GI's as postdisaster police? Think again.

The US military has long done more than fight wars. It's built roads, run jobs programs, snagged drug dealers, integrated schools, created the Internet, and provided hurricane relief. Why? It's seen as the government's only lean, mean, can-do machine.

Now President Bush asks if the military should also take the lead in domestic disasters, even serving as police - conducting arrests, searches, and seizures of American citizens.

Exhibit A: the breakdown of order in New Orleans after Katrina broke the levees, when the city's police and the Louisiana National Guard both were caught unprepared.

The Pentagon is studying the president's idea - rightfully wary of taking on one more nonmilitary duty that might drain its ability to wage war. And the idea also raises the danger of martial law being imposed for political purposes, with a possible erosion of civil rights. GIs are taught to kill, not read Miranda rights. Army Lt. Gen. Russel Honore warned his troops as they walked the streets of New Orleans, "This isn't Iraq," advising them to keep their guns down.

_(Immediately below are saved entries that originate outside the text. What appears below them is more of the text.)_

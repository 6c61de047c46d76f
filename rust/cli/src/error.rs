//! Error types for the CLI application.
//!
//! Library errors from the engine and agent crates are folded into
//! [`CliError`] so command handlers can use `?` throughout.

use std::fmt;

use derby_ai::generator::GenerationError;
use derby_engine::errors::StepError;

use crate::config::ConfigError;

/// Custom error type for CLI operations.
#[derive(Debug)]
pub enum CliError {
    /// I/O error (file operations, stdout/stderr writes, etc.)
    Io(std::io::Error),

    /// Invalid user input or command-line arguments
    InvalidInput(String),

    /// Configuration error
    Config(String),

    /// Engine-related error
    Engine(String),
}

impl fmt::Display for CliError {
    fn fmt(&self, f: &mut fmt::Formatter<'_>) -> fmt::Result {
        match self {
            CliError::Io(e) => write!(f, "I/O error: {}", e),
            CliError::InvalidInput(msg) => write!(f, "Invalid input: {}", msg),
            CliError::Config(msg) => write!(f, "Configuration error: {}", msg),
            CliError::Engine(msg) => write!(f, "Engine error: {}", msg),
        }
    }
}

impl std::error::Error for CliError {
    fn source(&self) -> Option<&(dyn std::error::Error + 'static)> {
        match self {
            CliError::Io(e) => Some(e),
            _ => None,
        }
    }
}

impl From<std::io::Error> for CliError {
    fn from(error: std::io::Error) -> Self {
        CliError::Io(error)
    }
}

impl From<ConfigError> for CliError {
    fn from(error: ConfigError) -> Self {
        CliError::Config(error.to_string())
    }
}

// Step errors other than I/O mean the game loop fed the engine something wrong
impl From<StepError> for CliError {
    fn from(error: StepError) -> Self {
        match error {
            StepError::Io(e) => CliError::Io(e),
            other => CliError::Engine(other.to_string()),
        }
    }
}

impl From<GenerationError> for CliError {
    fn from(error: GenerationError) -> Self {
        CliError::Config(format!("cannot build text generator: {}", error))
    }
}

#[cfg(test)]
mod tests {
    use super::*;
    use derby_engine::errors::GameError;

    #[test]
    fn step_errors_map_by_kind() {
        let io = StepError::Io(std::io::Error::other("disk full"));
        assert!(matches!(CliError::from(io), CliError::Io(_)));

        let game = StepError::Game(GameError::ColumnFull { column: 3 });
        let mapped = CliError::from(game);
        assert!(matches!(mapped, CliError::Engine(_)));
        assert!(mapped.to_string().starts_with("Engine error:"));
    }
}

But such concerns would not even need to be raised if Mr. Bush and Congress simply challenged an unspoken assumption: that the United States is incapable of having an organization that can act as effectively and efficiently in a time of major crisis as can the Army, Navy, Air Force, Marines, and Coast Guard.

With the possibility of more frequent and powerful hurricanes as well as a major terrorist attack on a US city, the country needs a force dedicated specifically to disasters, but it's not the military.

The National Guard and the Federal Emergency Management Agency (FEMA) are government bodies tasked with coping with such large-scale disasters. But their weaknesses during Katrina may indicate deeper problems that call for the US to find a better way to replicate the military's skills in organization and discipline. Either the National Guard or, more likely, a part of it, needs to focus solely on disaster preparedness (that is, guard troops could no longer serve as military reinforcements abroad), or a new entity, under the control of governors, might have to be created.

Congress has struggled to find the best way to cope with large disasters. In 1992, the military assisted after hurricane Andrew in Florida. That same year, President Bush used the military to restore order in Los Angeles after the verdict in the Rodney King trial. In 1996, as terrorist threats were growing, the military was tasked with creating rapid-response teams to help local and federal officials detect and neutralize weapons of mass destruction. And after Sept. 11, 2001, Congress set up the Department of Homeland Security, bringing FEMA into its fold (and weakening it). Meanwhile, the National Guard was proven inadequate during Katrina, as nationwide its units are temporarily stretched by deployments to Iraq.

All this suggests the need to avoid the easy course of "bringing in the troops" during disasters. Instead, the US can redefine existing organizations or create new ones with the same ability to plan, train, and exercise centralized command as the military. It may be time to have dedicated, well-run, local entities with a single, core mission of coping fully with major disasters.